If you’ve ever been around security operations, you can probably relate to at least one of these:
- As a security practitioner, you create a new detection, turn it on, grab a coffee and wait for the adversary. Five minutes later, your new alert generates 100(0)+ false positives that you have to clean up.
- A pen test report details the successful Tactics, Techniques, and Procedures (use of a technique you know is covered by an existing detection. An alert never fired. After investigation, you uncover that the logic was erroring out. No one knew.
- An existing detection starts generating false positives after being quiet for months. You try to figure out if the detection logic was changed, who changed it, and what changed? You can’t. Audit logs are difficult to find and aren’t detailed enough to tell the story.

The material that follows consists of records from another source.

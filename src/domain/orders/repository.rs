//! Remote order service.

use std::sync::Arc;

use async_trait::async_trait;
use mockall::automock;
use serde_json::Value;
use tracing::debug;

use crate::{
    api::{ApiClient, ApiError},
    domain::orders::{
        errors::OrdersError,
        models::{CreatedOrder, NewOrder, NewOrderItem},
    },
};

/// HTTP-backed [`OrdersRepository`] against the store's order endpoints.
#[derive(Debug, Clone)]
pub struct HttpOrdersRepository {
    api: Arc<ApiClient>,
}

impl HttpOrdersRepository {
    #[must_use]
    pub fn new(api: Arc<ApiClient>) -> Self {
        Self { api }
    }
}

#[async_trait]
impl OrdersRepository for HttpOrdersRepository {
    async fn create_order(&self, order: &NewOrder) -> Result<CreatedOrder, OrdersError> {
        let body = serde_json::to_value(order).map_err(ApiError::from)?;
        let response = self.api.post("/orders", &body).await?;

        let created = created_order_from_value(&response).ok_or(OrdersError::MissingOrderId)?;

        debug!(order_id = %created.id, "created order");

        Ok(created)
    }

    async fn create_order_item(&self, item: &NewOrderItem) -> Result<(), OrdersError> {
        let body = serde_json::to_value(item).map_err(ApiError::from)?;
        self.api.post("/orders/items", &body).await?;

        Ok(())
    }
}

#[automock]
#[async_trait]
pub trait OrdersRepository: Send + Sync {
    /// Create an order and return its backend identifier.
    async fn create_order(&self, order: &NewOrder) -> Result<CreatedOrder, OrdersError>;

    /// Append one line to an existing order.
    async fn create_order_item(&self, item: &NewOrderItem) -> Result<(), OrdersError>;
}

/// The order service answers with either `{id, ...}` or `{order: {id, ...}}`;
/// both shapes are accepted, and the id may be a string or a number.
fn created_order_from_value(value: &Value) -> Option<CreatedOrder> {
    let record = value.get("order").unwrap_or(value);

    let id = match record.get("id")? {
        Value::String(text) if !text.trim().is_empty() => text.clone(),
        Value::Number(number) => number.to_string(),
        _ => return None,
    };

    Some(CreatedOrder { id })
}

These are just a few challenges teams experience when managing threat detection content. Detection-as-Code principles are the long-needed missing link that enables security practitioners to apply 50+ years of learnings from software engineering to the discipline of building and maintaining threat detection.
What is Detection-as-Code?
Detection-as-Code is the application of software engineering best practices to detection engineering. By adopting this new paradigm, teams can build scalable, repeatable processes for writing, maintaining, testing, and deploying detection content.
Threat detection is not a new concept. Detection and response teams have been around for decades though the term detection engineer is relatively new. Pre-2018, most organizations called the same position a “SOC use case analyst.” The scale at which detection and response teams must operate has changed. Teams face more data, more diverse technologies, and more advanced and tailored threats than ever, which drives the need for environment-specific, custom threat detection logic.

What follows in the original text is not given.